### Exercise:
Among the entries below, count the lines that contain the word "status". Write down only the total.

### Input data:
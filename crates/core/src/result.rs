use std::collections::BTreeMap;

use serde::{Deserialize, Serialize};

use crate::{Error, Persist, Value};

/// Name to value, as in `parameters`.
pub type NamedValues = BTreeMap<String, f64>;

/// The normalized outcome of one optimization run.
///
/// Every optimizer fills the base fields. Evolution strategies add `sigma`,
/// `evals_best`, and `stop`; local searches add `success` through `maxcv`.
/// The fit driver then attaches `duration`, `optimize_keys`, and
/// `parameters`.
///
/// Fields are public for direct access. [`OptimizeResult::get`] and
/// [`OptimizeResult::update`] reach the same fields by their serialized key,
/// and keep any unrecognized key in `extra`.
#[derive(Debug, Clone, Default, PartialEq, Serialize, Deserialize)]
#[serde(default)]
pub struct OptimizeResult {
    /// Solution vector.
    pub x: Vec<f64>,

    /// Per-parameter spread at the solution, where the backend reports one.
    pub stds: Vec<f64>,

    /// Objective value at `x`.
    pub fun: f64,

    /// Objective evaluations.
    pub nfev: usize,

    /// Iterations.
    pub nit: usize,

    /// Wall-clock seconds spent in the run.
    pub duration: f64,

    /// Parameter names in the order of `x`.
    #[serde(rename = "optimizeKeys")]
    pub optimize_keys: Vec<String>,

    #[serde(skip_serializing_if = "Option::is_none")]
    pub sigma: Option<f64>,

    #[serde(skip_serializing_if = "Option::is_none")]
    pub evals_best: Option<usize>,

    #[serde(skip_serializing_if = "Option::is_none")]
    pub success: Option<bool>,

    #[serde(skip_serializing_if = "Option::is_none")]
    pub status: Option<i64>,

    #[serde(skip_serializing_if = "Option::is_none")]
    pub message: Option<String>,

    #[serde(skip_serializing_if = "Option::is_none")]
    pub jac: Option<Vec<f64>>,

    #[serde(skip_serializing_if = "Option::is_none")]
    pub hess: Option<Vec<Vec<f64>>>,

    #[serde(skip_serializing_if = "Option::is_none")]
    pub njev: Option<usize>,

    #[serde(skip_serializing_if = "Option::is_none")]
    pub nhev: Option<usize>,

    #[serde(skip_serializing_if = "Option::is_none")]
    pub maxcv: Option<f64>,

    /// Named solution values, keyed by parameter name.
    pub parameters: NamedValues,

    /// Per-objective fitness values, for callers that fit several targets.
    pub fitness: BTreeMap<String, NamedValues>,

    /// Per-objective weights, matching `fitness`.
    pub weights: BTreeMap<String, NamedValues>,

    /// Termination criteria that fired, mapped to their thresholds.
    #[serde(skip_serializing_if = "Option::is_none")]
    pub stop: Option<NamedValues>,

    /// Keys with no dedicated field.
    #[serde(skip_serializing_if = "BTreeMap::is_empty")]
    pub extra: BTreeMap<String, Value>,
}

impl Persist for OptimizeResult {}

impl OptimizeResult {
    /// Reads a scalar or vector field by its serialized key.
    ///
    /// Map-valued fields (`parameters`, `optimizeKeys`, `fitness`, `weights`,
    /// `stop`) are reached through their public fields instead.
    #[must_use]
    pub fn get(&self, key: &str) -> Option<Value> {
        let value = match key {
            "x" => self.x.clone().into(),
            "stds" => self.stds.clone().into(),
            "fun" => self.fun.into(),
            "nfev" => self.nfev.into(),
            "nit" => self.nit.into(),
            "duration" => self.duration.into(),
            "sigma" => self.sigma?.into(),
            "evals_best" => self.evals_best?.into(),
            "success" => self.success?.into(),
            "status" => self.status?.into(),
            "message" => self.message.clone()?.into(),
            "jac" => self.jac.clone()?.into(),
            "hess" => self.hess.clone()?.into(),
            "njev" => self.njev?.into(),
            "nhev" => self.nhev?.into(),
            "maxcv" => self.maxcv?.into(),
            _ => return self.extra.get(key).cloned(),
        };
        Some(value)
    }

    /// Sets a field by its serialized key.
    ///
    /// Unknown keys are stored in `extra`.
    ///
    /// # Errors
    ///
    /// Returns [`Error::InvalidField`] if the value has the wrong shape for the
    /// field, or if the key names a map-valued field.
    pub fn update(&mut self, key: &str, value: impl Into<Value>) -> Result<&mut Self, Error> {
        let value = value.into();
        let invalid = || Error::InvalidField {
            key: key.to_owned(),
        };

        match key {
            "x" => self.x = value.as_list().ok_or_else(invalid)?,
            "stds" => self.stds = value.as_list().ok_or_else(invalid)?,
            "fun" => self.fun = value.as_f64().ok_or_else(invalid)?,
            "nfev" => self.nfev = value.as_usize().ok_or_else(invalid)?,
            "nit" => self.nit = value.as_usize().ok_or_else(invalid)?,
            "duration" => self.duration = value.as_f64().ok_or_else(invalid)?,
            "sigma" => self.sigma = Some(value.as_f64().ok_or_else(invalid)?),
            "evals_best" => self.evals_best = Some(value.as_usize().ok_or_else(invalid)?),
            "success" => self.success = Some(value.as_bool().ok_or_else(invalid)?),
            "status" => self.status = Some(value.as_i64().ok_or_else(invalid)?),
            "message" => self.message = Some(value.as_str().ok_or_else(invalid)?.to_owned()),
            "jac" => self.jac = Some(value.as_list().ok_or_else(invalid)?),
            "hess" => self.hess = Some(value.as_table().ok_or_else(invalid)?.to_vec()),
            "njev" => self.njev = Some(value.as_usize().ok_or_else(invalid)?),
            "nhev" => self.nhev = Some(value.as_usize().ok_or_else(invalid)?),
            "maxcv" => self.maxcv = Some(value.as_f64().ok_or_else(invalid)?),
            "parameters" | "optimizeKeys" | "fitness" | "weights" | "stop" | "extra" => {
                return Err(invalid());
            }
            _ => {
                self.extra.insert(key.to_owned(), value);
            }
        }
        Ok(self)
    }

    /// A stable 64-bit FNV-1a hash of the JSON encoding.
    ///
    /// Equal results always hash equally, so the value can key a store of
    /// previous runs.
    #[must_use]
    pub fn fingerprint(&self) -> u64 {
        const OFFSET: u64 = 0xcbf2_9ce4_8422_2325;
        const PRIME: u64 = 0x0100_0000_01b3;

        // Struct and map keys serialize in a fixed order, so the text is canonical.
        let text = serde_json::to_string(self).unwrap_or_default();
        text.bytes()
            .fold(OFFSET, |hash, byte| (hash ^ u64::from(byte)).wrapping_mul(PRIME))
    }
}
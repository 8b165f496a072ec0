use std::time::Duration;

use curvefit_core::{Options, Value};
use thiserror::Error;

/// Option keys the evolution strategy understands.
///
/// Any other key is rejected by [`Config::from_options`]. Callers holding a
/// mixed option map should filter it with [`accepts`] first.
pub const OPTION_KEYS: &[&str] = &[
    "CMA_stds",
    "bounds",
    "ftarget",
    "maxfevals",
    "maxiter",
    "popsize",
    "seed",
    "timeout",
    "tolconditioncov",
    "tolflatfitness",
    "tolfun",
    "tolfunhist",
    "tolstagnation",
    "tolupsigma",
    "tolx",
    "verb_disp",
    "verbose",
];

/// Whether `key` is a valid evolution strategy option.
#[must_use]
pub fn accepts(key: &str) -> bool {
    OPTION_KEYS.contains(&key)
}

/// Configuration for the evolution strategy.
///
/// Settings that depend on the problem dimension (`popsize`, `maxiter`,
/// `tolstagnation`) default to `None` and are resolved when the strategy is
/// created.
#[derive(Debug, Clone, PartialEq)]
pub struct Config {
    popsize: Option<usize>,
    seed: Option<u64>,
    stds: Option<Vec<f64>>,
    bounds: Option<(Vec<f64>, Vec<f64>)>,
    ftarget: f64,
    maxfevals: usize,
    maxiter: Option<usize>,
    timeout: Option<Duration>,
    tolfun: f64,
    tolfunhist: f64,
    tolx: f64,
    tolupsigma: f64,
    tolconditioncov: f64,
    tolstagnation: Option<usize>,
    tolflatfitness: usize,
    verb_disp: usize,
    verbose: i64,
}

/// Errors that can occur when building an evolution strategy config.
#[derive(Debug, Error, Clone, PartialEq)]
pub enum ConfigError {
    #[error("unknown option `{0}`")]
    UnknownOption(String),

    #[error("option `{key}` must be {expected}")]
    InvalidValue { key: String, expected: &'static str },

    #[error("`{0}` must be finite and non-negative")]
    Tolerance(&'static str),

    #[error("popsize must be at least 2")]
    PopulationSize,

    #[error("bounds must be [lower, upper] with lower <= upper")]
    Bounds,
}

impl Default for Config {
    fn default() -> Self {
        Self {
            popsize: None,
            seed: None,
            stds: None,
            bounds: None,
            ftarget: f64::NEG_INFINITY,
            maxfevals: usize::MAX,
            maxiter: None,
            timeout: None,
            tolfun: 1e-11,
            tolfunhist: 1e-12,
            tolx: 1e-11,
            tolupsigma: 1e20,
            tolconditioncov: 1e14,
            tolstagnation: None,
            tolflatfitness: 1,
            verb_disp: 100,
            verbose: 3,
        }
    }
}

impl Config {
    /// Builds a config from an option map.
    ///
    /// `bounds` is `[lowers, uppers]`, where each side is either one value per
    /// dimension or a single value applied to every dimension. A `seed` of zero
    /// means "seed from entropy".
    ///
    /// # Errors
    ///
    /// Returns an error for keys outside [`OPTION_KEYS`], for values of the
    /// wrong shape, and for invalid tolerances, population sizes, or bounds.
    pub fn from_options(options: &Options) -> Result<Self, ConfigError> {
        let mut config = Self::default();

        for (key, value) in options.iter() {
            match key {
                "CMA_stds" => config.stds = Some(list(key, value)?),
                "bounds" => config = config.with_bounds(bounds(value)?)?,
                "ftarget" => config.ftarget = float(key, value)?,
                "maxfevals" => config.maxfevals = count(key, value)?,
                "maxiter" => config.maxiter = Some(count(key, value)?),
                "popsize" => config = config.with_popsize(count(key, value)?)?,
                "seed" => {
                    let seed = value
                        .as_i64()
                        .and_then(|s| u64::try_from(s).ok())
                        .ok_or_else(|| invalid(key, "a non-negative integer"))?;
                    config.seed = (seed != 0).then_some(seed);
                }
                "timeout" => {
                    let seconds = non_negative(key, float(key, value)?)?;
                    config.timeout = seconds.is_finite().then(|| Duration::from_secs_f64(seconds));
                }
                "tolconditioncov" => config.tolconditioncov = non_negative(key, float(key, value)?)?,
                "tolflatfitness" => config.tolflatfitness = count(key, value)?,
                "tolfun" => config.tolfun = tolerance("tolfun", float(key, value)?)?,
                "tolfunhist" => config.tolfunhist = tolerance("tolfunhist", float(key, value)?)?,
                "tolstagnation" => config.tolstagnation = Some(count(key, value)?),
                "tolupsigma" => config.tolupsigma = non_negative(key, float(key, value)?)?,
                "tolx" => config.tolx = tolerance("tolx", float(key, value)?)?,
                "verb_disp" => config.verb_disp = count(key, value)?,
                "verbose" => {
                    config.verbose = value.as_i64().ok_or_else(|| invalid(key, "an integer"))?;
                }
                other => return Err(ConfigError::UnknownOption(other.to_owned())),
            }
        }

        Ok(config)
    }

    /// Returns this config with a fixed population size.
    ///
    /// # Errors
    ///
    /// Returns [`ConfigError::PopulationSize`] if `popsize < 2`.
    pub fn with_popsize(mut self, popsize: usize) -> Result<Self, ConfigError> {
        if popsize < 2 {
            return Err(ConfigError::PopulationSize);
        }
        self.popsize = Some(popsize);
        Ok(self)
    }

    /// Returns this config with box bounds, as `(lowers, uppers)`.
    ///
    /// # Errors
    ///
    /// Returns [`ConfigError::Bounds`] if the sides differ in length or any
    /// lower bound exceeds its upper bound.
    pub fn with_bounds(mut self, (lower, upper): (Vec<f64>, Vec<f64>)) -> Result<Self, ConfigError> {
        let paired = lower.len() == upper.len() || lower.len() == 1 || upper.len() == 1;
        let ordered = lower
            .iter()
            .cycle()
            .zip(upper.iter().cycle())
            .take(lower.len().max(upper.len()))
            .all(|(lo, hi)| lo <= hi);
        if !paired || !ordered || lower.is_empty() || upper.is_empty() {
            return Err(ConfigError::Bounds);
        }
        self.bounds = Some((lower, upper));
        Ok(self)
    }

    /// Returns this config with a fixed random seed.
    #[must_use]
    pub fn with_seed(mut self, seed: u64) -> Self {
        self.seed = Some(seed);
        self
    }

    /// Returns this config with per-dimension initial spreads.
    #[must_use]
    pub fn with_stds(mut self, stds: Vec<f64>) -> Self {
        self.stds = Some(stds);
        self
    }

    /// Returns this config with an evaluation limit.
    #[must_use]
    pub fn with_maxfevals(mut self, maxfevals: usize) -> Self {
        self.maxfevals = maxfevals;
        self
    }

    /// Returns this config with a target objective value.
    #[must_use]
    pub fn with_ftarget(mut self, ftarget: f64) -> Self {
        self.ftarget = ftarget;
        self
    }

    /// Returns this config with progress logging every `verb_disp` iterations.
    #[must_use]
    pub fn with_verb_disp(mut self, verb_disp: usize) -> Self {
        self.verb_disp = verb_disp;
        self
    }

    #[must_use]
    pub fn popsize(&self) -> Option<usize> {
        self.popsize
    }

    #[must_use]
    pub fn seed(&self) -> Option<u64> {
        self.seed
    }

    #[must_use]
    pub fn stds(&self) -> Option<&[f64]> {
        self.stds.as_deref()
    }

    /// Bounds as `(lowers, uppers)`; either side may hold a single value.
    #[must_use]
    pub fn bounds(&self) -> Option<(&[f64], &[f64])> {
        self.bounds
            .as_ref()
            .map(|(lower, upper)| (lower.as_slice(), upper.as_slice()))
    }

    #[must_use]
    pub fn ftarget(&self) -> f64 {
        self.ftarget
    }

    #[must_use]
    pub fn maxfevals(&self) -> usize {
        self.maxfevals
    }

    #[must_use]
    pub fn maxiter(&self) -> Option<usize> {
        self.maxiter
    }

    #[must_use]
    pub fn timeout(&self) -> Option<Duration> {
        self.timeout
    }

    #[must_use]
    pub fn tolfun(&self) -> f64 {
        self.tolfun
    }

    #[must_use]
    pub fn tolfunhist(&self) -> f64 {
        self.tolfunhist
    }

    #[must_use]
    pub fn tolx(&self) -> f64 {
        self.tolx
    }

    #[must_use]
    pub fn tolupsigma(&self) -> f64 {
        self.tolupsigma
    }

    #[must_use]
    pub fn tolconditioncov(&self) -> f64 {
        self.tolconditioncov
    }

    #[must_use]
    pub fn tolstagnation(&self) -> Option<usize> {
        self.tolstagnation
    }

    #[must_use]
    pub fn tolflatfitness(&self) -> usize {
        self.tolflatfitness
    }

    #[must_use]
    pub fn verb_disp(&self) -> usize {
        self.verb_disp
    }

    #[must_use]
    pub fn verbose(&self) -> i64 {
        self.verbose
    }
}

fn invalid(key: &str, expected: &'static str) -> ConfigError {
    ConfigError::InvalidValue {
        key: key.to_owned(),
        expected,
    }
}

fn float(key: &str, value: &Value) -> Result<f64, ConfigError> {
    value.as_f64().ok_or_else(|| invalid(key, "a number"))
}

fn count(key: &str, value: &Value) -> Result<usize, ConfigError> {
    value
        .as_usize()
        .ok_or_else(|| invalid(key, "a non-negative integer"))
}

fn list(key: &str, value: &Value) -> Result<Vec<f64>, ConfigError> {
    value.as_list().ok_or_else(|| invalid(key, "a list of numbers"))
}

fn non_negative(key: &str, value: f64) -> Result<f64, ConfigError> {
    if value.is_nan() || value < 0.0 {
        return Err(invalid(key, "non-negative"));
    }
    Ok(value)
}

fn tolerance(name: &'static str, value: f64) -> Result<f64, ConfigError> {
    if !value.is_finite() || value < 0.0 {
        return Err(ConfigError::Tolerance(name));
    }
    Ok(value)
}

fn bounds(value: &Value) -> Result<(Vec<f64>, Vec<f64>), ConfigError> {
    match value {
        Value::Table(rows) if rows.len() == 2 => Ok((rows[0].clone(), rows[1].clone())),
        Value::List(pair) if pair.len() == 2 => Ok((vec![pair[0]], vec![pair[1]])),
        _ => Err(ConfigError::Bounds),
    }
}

### Expected output:
3